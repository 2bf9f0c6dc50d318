/// A command typed in channel, e.g. `!seen Bob`.
#[derive(Debug, Clone, PartialEq, Eq)]
pub struct CommandLine {
    pub name: String,
    pub params: Vec<String>,
}

/// Split `text` into a command when it starts with `prefix`.
pub fn parse_command(text: &str, prefix: &str) -> Option<CommandLine> {
    if prefix.is_empty() {
        return None;
    }

    let rest = text.strip_prefix(prefix)?;
    let mut words = rest.split_whitespace();
    let name = words.next()?;

    // "!! seen" is not a command, the name must follow the prefix directly
    if !rest.starts_with(name) {
        return None;
    }

    Some(CommandLine {
        name: name.to_string(),
        params: words.map(str::to_string).collect(),
    })
}

#[cfg(test)]
mod tests {
    use super::*;

    #[test]
    fn parses_name_and_params() {
        assert_eq!(
            parse_command("!seen  Bob extra", "!"),
            Some(CommandLine {
                name: "seen".into(),
                params: vec!["Bob".into(), "extra".into()],
            })
        );
        assert_eq!(
            parse_command("!seen", "!"),
            Some(CommandLine {
                name: "seen".into(),
                params: vec![],
            })
        );
    }

    #[test]
    fn ignores_plain_text() {
        assert_eq!(parse_command("seen Bob", "!"), None);
        assert_eq!(parse_command("! seen Bob", "!"), None);
        assert_eq!(parse_command("!", "!"), None);
        assert_eq!(parse_command("!seen Bob", ""), None);
    }
}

### What is expected
For every line of the records above that holds the word "prefix", count one, and state the total only.

### Result of the task
5